Lettre de réclamation pour un produit alimentaire périmé

Les dates limite de consommation

Afin d'éviter tout risque d'intoxication, tous les produits alimentaires préemballés doivent mentionner clairement une date limite de consommation (DLC) "A consommer jusqu'au" ou une date de durabilité minimale (DDM) "A consommer de préférence avant le" selon la nature du produit.

Les DLC concerne les denrées alimentaires périssables à très court terme et représentant un risque sanitaire à la santé humaine comme les viandes, les poissons, les plats cuisinés frais, yaourts, etc. Elle engage la responsabilité du fabricant ou du producteur tant que les conditions de conservations indiquées sont respectées par le client (température de réfrigération, taux d'humidité, pas de rupture de la chaîne du froid, etc).

Les DDM, anciennement date limite d'utilisation optimale (DLUO), sont moins restrictives que les DLC, c'est essentiellement une date indicative qui s'appliquent aux denrées dont le dépassement ne présente pas de caractère dangereux pour la santé, tout au plus le produit perd de ses qualités gustatives, nutritives ou sa texture. Il s'agit des pâtes, du café, du lait UHT, des conserves de légumes, des biscuits secs, etc.

Note : certains produits n'ont pas l'obligation d'afficher une DLC ni même une DDM, c'est le cas des fruits et légumes frais, de l'alcool, du vinaigre, du sel, du sucre et du pain frais par exemple.

 

Quelles sanctions en cas de vente d'un produit périmé ?

Un produit non rapidement périssable peut être proposé à la vente avec une date de durabilité minimale (DDM) dépassée sans que cela ne constitue une infraction. En revanche, la vente ou la distribution de marchandises affichant une date limite de consommation périmée est interdite (Article R412-9 du Code de la consommation).

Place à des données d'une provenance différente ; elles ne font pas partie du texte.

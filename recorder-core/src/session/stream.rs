use std::sync::Arc;

use crate::models::constraints::{DisplayConstraints, StreamConstraints};
use crate::models::device::DeviceSelection;
use crate::models::error::RecorderError;
use crate::models::media::LiveStream;
use crate::traits::media_devices::MediaDevices;

/// Result of applying a new device selection to a session.
#[derive(Debug, Clone, Copy, PartialEq, Eq)]
pub enum SelectionOutcome {
    /// Nothing relevant changed, or no stream is active.
    Unchanged,
    /// Only the output device changed; playback was re-routed.
    OutputRerouted,
    /// An input device changed; the stream was released and re-acquired.
    Reacquired,
}

/// Stop every track of `stream`, if any. Idempotent.
pub fn release_stream(stream: Option<&LiveStream>) {
    if let Some(stream) = stream {
        stream.stop();
    }
}

/// Sole owner of the live capture stream.
///
/// Guarantees at most one active stream per session: a new stream is only
/// requested after the previous one has been stopped.
pub struct StreamSession {
    platform: Arc<dyn MediaDevices>,
    current: Option<LiveStream>,
    selection: DeviceSelection,
}

impl StreamSession {
    pub fn new(platform: Arc<dyn MediaDevices>) -> Self {
        Self {
            platform,
            current: None,
            selection: DeviceSelection::default(),
        }
    }

    /// Release the held stream, then request a new one.
    ///
    /// May block on a permission prompt. On failure the session holds no
    /// stream.
    pub fn acquire(
        &mut self,
        constraints: &StreamConstraints,
    ) -> Result<LiveStream, RecorderError> {
        constraints.validate()?;
        self.release();

        let stream = self.platform.get_user_media(constraints).map_err(|e| {
            log::error!("Failed to acquire capture stream: {}", e);
            e
        })?;

        log::info!(
            "Acquired stream {} ({} tracks, video: {}, audio: {})",
            stream.id(),
            stream.tracks().len(),
            stream.has_video(),
            stream.has_audio()
        );
        self.current = Some(stream.clone());
        Ok(stream)
    }

    /// Release the held stream, then request a screen capture.
    pub fn acquire_display(
        &mut self,
        constraints: &DisplayConstraints,
    ) -> Result<LiveStream, RecorderError> {
        self.release();

        let stream = self.platform.get_display_media(constraints).map_err(|e| {
            log::error!("Failed to acquire display stream: {}", e);
            e
        })?;

        log::info!("Acquired display stream {}", stream.id());
        self.current = Some(stream.clone());
        Ok(stream)
    }

    /// Stop every track of the held stream. Safe without a stream.
    pub fn release(&mut self) {
        if let Some(stream) = self.current.take() {
            log::info!("Releasing stream {}", stream.id());
            release_stream(Some(&stream));
        }
    }

    pub fn current(&self) -> Option<&LiveStream> {
        self.current.as_ref()
    }

    /// Whether a stream is held and still live.
    pub fn has_active_stream(&self) -> bool {
        self.current.as_ref().is_some_and(LiveStream::is_active)
    }

    pub fn selection(&self) -> &DeviceSelection {
        &self.selection
    }

    /// Record a new selection and apply the re-acquisition policy.
    ///
    /// An input change with an active stream re-acquires with constraints
    /// built from the new selection; an output-only change just re-routes
    /// playback.
    pub fn apply_selection(
        &mut self,
        selection: DeviceSelection,
    ) -> Result<SelectionOutcome, RecorderError> {
        let previous = std::mem::replace(&mut self.selection, selection);

        if !self.has_active_stream() {
            return Ok(SelectionOutcome::Unchanged);
        }

        if previous.inputs_differ(&self.selection) && self.selection.has_inputs() {
            let constraints = StreamConstraints::for_selection(&self.selection);
            self.acquire(&constraints)?;
            self.route_selected_output();
            return Ok(SelectionOutcome::Reacquired);
        }

        if previous.audio_output != self.selection.audio_output {
            self.route_selected_output();
            return Ok(SelectionOutcome::OutputRerouted);
        }

        Ok(SelectionOutcome::Unchanged)
    }

    /// Route playback to `device_id`. Failures are logged, not returned.
    pub fn route_output(&self, device_id: &str) -> bool {
        if !self.platform.support().audio_output {
            log::debug!("Audio output selection not supported; keeping default output");
            return false;
        }
        match self.platform.set_audio_output(device_id) {
            Ok(()) => {
                log::info!("Routed playback to output {}", device_id);
                true
            }
            Err(e) => {
                log::warn!("Failed to set audio output device {}: {}", device_id, e);
                false
            }
        }
    }

    fn route_selected_output(&self) {
        if let Some(output) = self.selection.audio_output.clone() {
            self.route_output(&output);
        }
    }
}

impl Drop for StreamSession {
    fn drop(&mut self) {
        self.release();
    }
}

Ainsi en cas de simple négligence, le vendeur encourt une amende de 1 500€ par produit périmé proposé à la vente ( Article R451-1 du Code de la consommation), mais s'il est reconnu coupable de "vente avec intention de tromper" les sanctions seront beaucoup plus lourdes pour le gérant et pourront atteindre 7 ans d'emprisonnement et 750 000 € ou 10% du chiffre d'affaires de l'année précédente. L'entreprise, elle peut être condamnée à 3 750 000 € en tant que personne morale pouvant s'accompagner d'un affichage de la décision judiciaire, d'une interdiction partielle d'exercer ou d'une fermeture définitive ( Article L451-1-1 et suivants du Code de la consommation).

 

Comment dénoncer la vente de denrée alimentaire périmée ?

Lorsqu'un consommateur constate la vente de denrées alimentaires dont la DLC est périmée et qu'il estime que le risque est réel pour la santé publique peut alerter le magasin ou directement la Direction Départementale de la Protection des Populations (DDPP) la plus proche de son domicile.